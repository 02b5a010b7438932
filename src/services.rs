//! External collaborators used by the `llm`, `knowledge` and `intent` nodes.
//!
//! The engine does not talk to model providers or vector stores itself. Hosts
//! plug an implementation in through [`EngineBuilder`](crate::EngineBuilder);
//! nodes that need a missing collaborator fail when they are dispatched.

use std::sync::Arc;

use async_trait::async_trait;
use serde::{Deserialize, Serialize};
use serde_json::Value;

use crate::Result;

#[derive(Serialize, Deserialize, Debug, Clone, Copy, PartialEq, Eq, strum::AsRefStr)]
#[serde(rename_all = "snake_case")]
#[strum(serialize_all = "snake_case")]
pub enum ChatRole {
    System,
    User,
    Assistant,
}

#[derive(Serialize, Deserialize, Debug, Clone, PartialEq)]
pub struct ChatMessage {
    pub role: ChatRole,
    pub content: String,
}

impl ChatMessage {
    pub fn system(content: impl Into<String>) -> Self {
        Self {
            role: ChatRole::System,
            content: content.into(),
        }
    }

    pub fn user(content: impl Into<String>) -> Self {
        Self {
            role: ChatRole::User,
            content: content.into(),
        }
    }
}

/// A single chat completion request.
#[derive(Serialize, Deserialize, Debug, Clone, Default, PartialEq)]
pub struct ChatRequest {
    /// model name; `None` lets the service pick its default
    pub model: Option<String>,
    pub messages: Vec<ChatMessage>,
    pub temperature: Option<f64>,
    pub max_tokens: Option<u32>,
    pub top_p: Option<f64>,
}

#[derive(Serialize, Deserialize, Debug, Clone, Default, PartialEq)]
pub struct ChatResponse {
    pub content: String,
    /// provider specific token accounting
    pub usage: Option<Value>,
    /// model that actually served the request
    pub model: Option<String>,
}

#[async_trait]
pub trait LlmService: Send + Sync {
    async fn chat(
        &self,
        request: ChatRequest,
    ) -> Result<ChatResponse>;
}

#[derive(Serialize, Deserialize, Debug, Clone, PartialEq)]
pub struct RetrievalQuery {
    pub knowledge_base: String,
    pub query: String,
    pub top_k: usize,
    pub similarity_threshold: f64,
}

/// One chunk returned by a knowledge base lookup.
#[derive(Serialize, Deserialize, Debug, Clone, PartialEq)]
pub struct RetrievedChunk {
    pub chunk_id: String,
    pub content: String,
    pub similarity: f64,
    #[serde(default)]
    pub document_title: Option<String>,
    #[serde(default)]
    pub document_id: Option<String>,
}

#[async_trait]
pub trait KnowledgeService: Send + Sync {
    /// Return candidate chunks for `query`. Implementations may ignore the
    /// threshold and limit; the knowledge node applies both again.
    async fn retrieve(
        &self,
        query: RetrievalQuery,
    ) -> Result<Vec<RetrievedChunk>>;
}

/// Collaborators handed to the built-in executors.
#[derive(Clone, Default)]
pub struct Services {
    pub llm: Option<Arc<dyn LlmService>>,
    pub knowledge: Option<Arc<dyn KnowledgeService>>,
}
//! Broadcast queue used to fan run events out to subscribers.

use std::sync::Arc;

use tokio::sync::broadcast;

use crate::{DagflowError, Result};

/// Broadcast queue for one-to-many message distribution.
///
/// Every subscriber receives every message sent after it subscribed. Slow
/// subscribers lose the oldest messages once `cap` is exceeded.
#[derive(Clone)]
pub struct BroadcastQueue<T> {
    sender: Arc<broadcast::Sender<T>>,
}

impl<T: Clone> BroadcastQueue<T> {
    /// create a new broadcast queue
    pub fn new(cap: usize) -> Arc<Self> {
        let (tx, _) = broadcast::channel(cap);

        Arc::new(Self {
            sender: Arc::new(tx),
        })
    }

    /// send a message to the queue; fails when nobody is subscribed
    pub fn send(
        &self,
        msg: T,
    ) -> Result<()> {
        self.sender.send(msg).map_err(|_| DagflowError::Engine("event queue has no subscribers".to_string()))?;
        Ok(())
    }

    /// subscribe to the queue
    pub fn subscribe(&self) -> broadcast::Receiver<T> {
        self.sender.subscribe()
    }
}

#[cfg(test)]
mod tests {
    use super::*;

    #[tokio::test]
    async fn test_every_subscriber_receives() {
        let queue = BroadcastQueue::<u32>::new(8);
        let mut a = queue.subscribe();
        let mut b = queue.subscribe();
        queue.send(7).unwrap();
        assert_eq!(a.recv().await.unwrap(), 7);
        assert_eq!(b.recv().await.unwrap(), 7);
    }

    #[test]
    fn test_send_without_subscribers_errors() {
        let queue = BroadcastQueue::<u32>::new(8);
        assert!(queue.send(1).is_err());
    }
}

□ □ □ □ □ □ □

Problem: If a line of the data holds the string "recv", list it.

Your response:
        assert_eq!(a.recv().await.unwrap(), 7);
        assert_eq!(b.recv().await.unwrap(), 7);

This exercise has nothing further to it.